Behold the fried pickle. In theory it should be a symbol of regional variety—Texas heat here, Cajun crunch there. Instead it arrives from the same warehouse, in the same box, engineered for the same fryer. Why? Because a national distributor can shave two cents a pound by standardizing everything. Grab the savings now; forget the flavor later.

And yet there are stubborn holdouts. In downtown Beaver, chef-owner Jason Benegasi runs Biba – Latin Kitchen, a small, intimate restaurant that updates its menu constantly—sometimes weekly—to reflect what’s in season. One week it’s roasted beet salad with local greens; the next, Provoleta with peppers grown downriver. Reviews praise the quality and creativity because the ingredients are treated as the point, not an accounting problem. That is low time preference in the wild: invest in quality today because you plan to be here tomorrow.

Private equity has turned the fried-pickle logic into a $3.8 trillion bonfire. Floating-rate loans buy profitable companies, strip their assets, then offload the risk to pension funds via alphabet-soup securities. When rates rise, the businesses drown, but the financiers have already cashed their fees. It’s capitalism without capital—just coupons clipped from the future.

Health care repeats the trick in scrubs. Hospitals merge horizontally, vertically, diagonally—until one chain owns your cradle, your cardiologist, and your cremation. The sales pitch is “efficiency” and “scale,” which in English means “we borrowed a lot and must pay it back quickly.” Care becomes code for market share; innovation suffocates under quarterly guidance. If your hospital now resembles a regional airport with valet parking, blame someone’s bond prospectus.

Enter Bitcoin, the digital currency with the personality of a monk. It promises no bailout, no printing press, and no quarterly miracle—only scarcity: twenty-one million coins, period. The Austrian economist Eugen von Böhm-Bawerk taught that interest is the price of time. When money is elastic, time is cheap. When money is hard, time is dear. In a Bitcoin world, savings retain value; debt actually costs something; plans stretch beyond the next earnings call. The high-time-preference empire begins to look like a house built entirely of fried pickles.

Under low time preference, Sysco’s monopoly tricks and private-equity strip mines lose their magic. With debt expensive and savings valuable, the incentive flips—from strip-mining the present to cultivating the future. A restaurateur like Benegasi doesn’t merely survive; he thrives, not in spite of patience but because of it. Sourcing locally and changing menus with the seasons becomes rational business, not romantic folly. Even the big players must earn loyalty through quality rather than capture it with leverage.
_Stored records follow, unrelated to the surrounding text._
//! Core type definitions used across the ShareDrop workspace.

pub mod id;
pub mod identity;
pub mod query;

pub use id::*;
pub use identity::{AuthSession, Credentials, CurrentUser, Profile, ProfileUpdate, User};
pub use query::{Filter, RecordQuery, SortDirection, SortField};
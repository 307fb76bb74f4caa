//! Newtype wrappers around the opaque string identifiers issued by the
//! remote collaborator.
//!
//! Using distinct types prevents accidentally passing a `UserId` where a
//! `FileId` is expected. The inner value is never parsed or interpreted.

use std::fmt;

use serde::{Deserialize, Serialize};

/// Macro to define a newtype ID wrapper around an opaque `String`.
macro_rules! define_id {
    (
        $(#[$meta:meta])*
        $name:ident
    ) => {
        $(#[$meta])*
        #[derive(Debug, Clone, PartialEq, Eq, Hash, PartialOrd, Ord, Serialize, Deserialize)]
        #[serde(transparent)]
        pub struct $name(pub String);

        impl $name {
            /// Wrap an existing identifier value.
            pub fn new(value: impl Into<String>) -> Self {
                Self(value.into())
            }

            /// Borrow the identifier as a string slice.
            pub fn as_str(&self) -> &str {
                &self.0
            }

            /// Return the inner string value.
            pub fn into_inner(self) -> String {
                self.0
            }
        }

        impl fmt::Display for $name {
            fn fmt(&self, f: &mut fmt::Formatter<'_>) -> fmt::Result {
                f.write_str(&self.0)
            }
        }

        impl From<String> for $name {
            fn from(value: String) -> Self {
                Self(value)
            }
        }

        impl From<&str> for $name {
            fn from(value: &str) -> Self {
                Self(value.to_string())
            }
        }

        impl AsRef<str> for $name {
            fn as_ref(&self) -> &str {
                &self.0
            }
        }
    };
}

define_id!(
    /// Identifier of an authenticated user.
    UserId
);

define_id!(
    /// Identifier of a file record.
    FileId
);

define_id!(
    /// Opaque token granting anonymous access to one file record.
    ShareToken
);

#[cfg(test)]
mod tests {
    use super::*;

    #[test]
    fn test_display_is_raw_value() {
        let id = FileId::new("f-123");
        assert_eq!(id.to_string(), "f-123");
    }

    #[test]
    fn test_serde_is_transparent() {
        let id = UserId::from("user-1");
        let json = serde_json::to_string(&id).expect("serialize");
        assert_eq!(json, "\"user-1\"");
        let parsed: UserId = serde_json::from_str(&json).expect("deserialize");
        assert_eq!(parsed, id);
    }
}
//! Mapping of HTTP failures into [`AppError`].

use reqwest::{Response, StatusCode};
use serde::Deserialize;
use tracing::warn;

use sharedrop_core::error::{AppError, ErrorKind};
use sharedrop_core::result::AppResult;

/// Error payload returned by the remote service.
#[derive(Debug, Default, Deserialize)]
pub struct ErrorBody {
    /// Human-readable message.
    #[serde(default)]
    pub message: Option<String>,
    /// Short error code or title.
    #[serde(default)]
    pub error: Option<String>,
}

impl ErrorBody {
    /// Pick the most descriptive message, falling back to the status line.
    pub fn into_message(self, status: StatusCode) -> String {
        self.message
            .filter(|m| !m.is_empty())
            .or(self.error.filter(|e| !e.is_empty()))
            .unwrap_or_else(|| format!("Request failed with status {status}"))
    }
}

/// Map a reqwest failure (connect, timeout, decode) into an [`AppError`].
pub(crate) fn transport_error(err: reqwest::Error) -> AppError {
    if err.is_decode() {
        AppError::with_source(
            ErrorKind::Serialization,
            format!("Unexpected response body: {err}"),
            err,
        )
    } else {
        AppError::with_source(ErrorKind::Transport, format!("Request failed: {err}"), err)
    }
}

/// Pass successful responses through; turn error statuses into errors
/// carrying the remote message.
pub(crate) async fn check_status(response: Response) -> AppResult<Response> {
    let status = response.status();
    if status.is_success() {
        return Ok(response);
    }

    let body = response.text().await.unwrap_or_default();
    let message = serde_json::from_str::<ErrorBody>(&body)
        .unwrap_or_default()
        .into_message(status);

    warn!(%status, message = %message, "Remote call rejected");

    Err(match status {
        StatusCode::UNAUTHORIZED | StatusCode::FORBIDDEN => AppError::authentication(message),
        StatusCode::NOT_FOUND => AppError::not_found(message),
        _ => AppError::external(message),
    })
}
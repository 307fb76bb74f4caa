//! Upload flow configuration.

use serde::{Deserialize, Serialize};

/// Upload settings.
#[derive(Debug, Clone, Serialize, Deserialize)]
pub struct UploadConfig {
    /// Maximum size of a single file in bytes (default 5 GB).
    #[serde(default = "default_max_upload")]
    pub max_upload_size_bytes: u64,
}

impl Default for UploadConfig {
    fn default() -> Self {
        Self {
            max_upload_size_bytes: default_max_upload(),
        }
    }
}

fn default_max_upload() -> u64 {
    5_368_709_120 // 5 GB
}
Labor regains dignity. When capital can’t be conjured with cheap credit, skilled people become the irreplaceable asset. It pays to train them, keep them, and stop managing by stopwatch. That’s the difference between hiring a chef and pressing “start” on a microwave.

Bitcoin’s architecture mirrors a healthy economy: decentralized, resilient, a little ornery. There is no headquarters to lobby, no merger to bless, no bailout fund to raid. Participants store value, not promises. That single fact could cool the fever of consolidation more effectively than a century of antitrust. Our colossi—Sysco, CVS-Aetna, and Blackstone—are creatures of easy money. Remove the sugar water and they shrink to human size.

Time becomes scarce again. Families save because they can; firms plan because they must. The get-rich-now schemes that depend on rolling debt meet their actuarial end. Localism stops being a sentiment and becomes an equilibrium. Menus rediscover geography; markets rediscover patience.

Standing atop the world economy yelling “Stop!” may sound futile. But civilizations rarely reform because they see the light; they reform because they feel the interest. Bitcoin, love it or loathe it, reattaches money to time—and tells the princes of consolidation that tomorrow finally matters. If someday your fried pickle tastes different—better, fresher, local—take heart. We may, at last, be saving room for dessert.